- Sharkey Location within the state of Kentucky Sharkey Sharkey (the United States)
- Coordinates: 38°13′51″N 83°33′36″W﻿ / ﻿38.23083°N 83.56000°W
- Country: United States
- State: Kentucky
- County: Rowan
- Elevation: 1,040 ft (320 m)
- Time zone: UTC-5 (Eastern (EST))
- • Summer (DST): UTC-4 (EDT)
- GNIS feature ID: 515337

= Sharkey, Kentucky =

Unincorporated community in Kentucky, United States

Sharkey is a small unincorporated community located at the intersection of Kentucky Routes 158 and 801 in Rowan County, Kentucky, United States.

==History==
The local explanation for the name is derived from a cock fight.
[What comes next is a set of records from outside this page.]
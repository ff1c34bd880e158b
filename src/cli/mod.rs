use anyhow::Result;

pub mod args;
pub mod commands;
mod exit_status;
mod report;
mod run;

pub use args::{Arguments, Command, CommonArgs};
pub use exit_status::ExitStatus;

pub fn run_cli(args: Arguments) -> Result<ExitStatus> {
    let verbose = args.verbose();

    let Some(args) = args.with_command_or_help() else {
        return Ok(ExitStatus::Success);
    };

    let result = run::run(args)?;
    report::print(&result, verbose);

    Ok(result.exit_status())
}
//! Vue single-file component collection.
//!
//! Script blocks are collected as ordinary units. Template expressions are
//! pulled out of the compiled template and collected one by one, each
//! anchored at its position in the component source.

use tracing::debug;

use super::walker::Collector;
use crate::core::data::{MessageRecord, ParseGoal, ScriptKind, SourceUnit};
use crate::core::parsers::{
    ComponentSplitter, SfcSplitter, TemplateCompiler, VueTemplateCompiler, collect_expressions,
};
use crate::error::Result;

/// Component support supplied at construction time.
///
/// A parser without it treats component files as plain script.
pub struct VueSupport {
    pub splitter: Box<dyn ComponentSplitter>,
    pub compiler: Box<dyn TemplateCompiler>,
}

impl VueSupport {
    pub fn new(splitter: Box<dyn ComponentSplitter>, compiler: Box<dyn TemplateCompiler>) -> Self {
        Self { splitter, compiler }
    }
}

impl Default for VueSupport {
    fn default() -> Self {
        Self::new(Box::new(SfcSplitter), Box::new(VueTemplateCompiler))
    }
}

impl std::fmt::Debug for VueSupport {
    fn fmt(&self, f: &mut std::fmt::Formatter<'_>) -> std::fmt::Result {
        f.debug_struct("VueSupport").finish_non_exhaustive()
    }
}

/// Collect messages from a component: script blocks first, then template
/// expressions in document order.
pub fn collect_component(
    collector: &mut Collector<'_>,
    vue: &VueSupport,
    source: &str,
    file_name: &str,
) -> Result<Vec<MessageRecord>> {
    collector.start()?;

    let descriptor = vue.splitter.split(source);
    let mut messages = Vec::new();

    for block in &descriptor.scripts {
        if block.content.trim().is_empty() {
            continue;
        }
        let unit = SourceUnit::new(block.content.clone(), file_name)
            .with_start_line(line_at(source, block.start))
            .with_base_offset(Some(block.start))
            .with_script_kind(ScriptKind::from_lang(block.lang()));
        messages.extend(collector.walk(&unit)?);
    }

    if let Some(template) = &descriptor.template {
        let ast = vue.compiler.compile(&template.content);
        for error in &ast.errors {
            debug!(file = file_name, "template: {}", error);
        }
        for expression in collect_expressions(&ast) {
            let start = template.start + expression.offset;
            let unit = SourceUnit::new(expression.text.clone(), file_name)
                .with_start_line(line_at(source, start))
                .with_base_offset(Some(start))
                .with_goal(ParseGoal::Expression)
                .with_script_kind(ScriptKind::Ts);
            messages.extend(collector.walk_fragment(&unit));
        }
    }

    Ok(messages)
}

/// 1-based line of byte `offset` in `source`.
fn line_at(source: &str, offset: usize) -> usize {
    let end = offset.min(source.len());
    source.as_bytes()[..end].iter().filter(|&&b| b == b'\n').count() + 1
}

#[cfg(test)]
mod tests {
    use super::*;

    #[test]
    fn test_line_at() {
        let source = "a\nb\nc";
        assert_eq!(line_at(source, 0), 1);
        assert_eq!(line_at(source, 2), 2);
        assert_eq!(line_at(source, 4), 3);
        assert_eq!(line_at(source, 100), 3);
    }
}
The township was on the verge of establishing a post office, which required a town name. There was a cock fight going on at the same time, so the decision was made to name the post office (and subsequently the town) after the winner of the fight. The two roosters involved were named "Sharkey" and "Shanghai", respectively. Sharkey prevailed, hence the name of the community.

==Community==
Today, Sharkey has a single church and a single store. There are approximately 400 households, up from less than 150 in 1996. Much of the community's expansion has come from the opening of an interstate off ramp, the "Farmers-Sharkey Exit," on 801.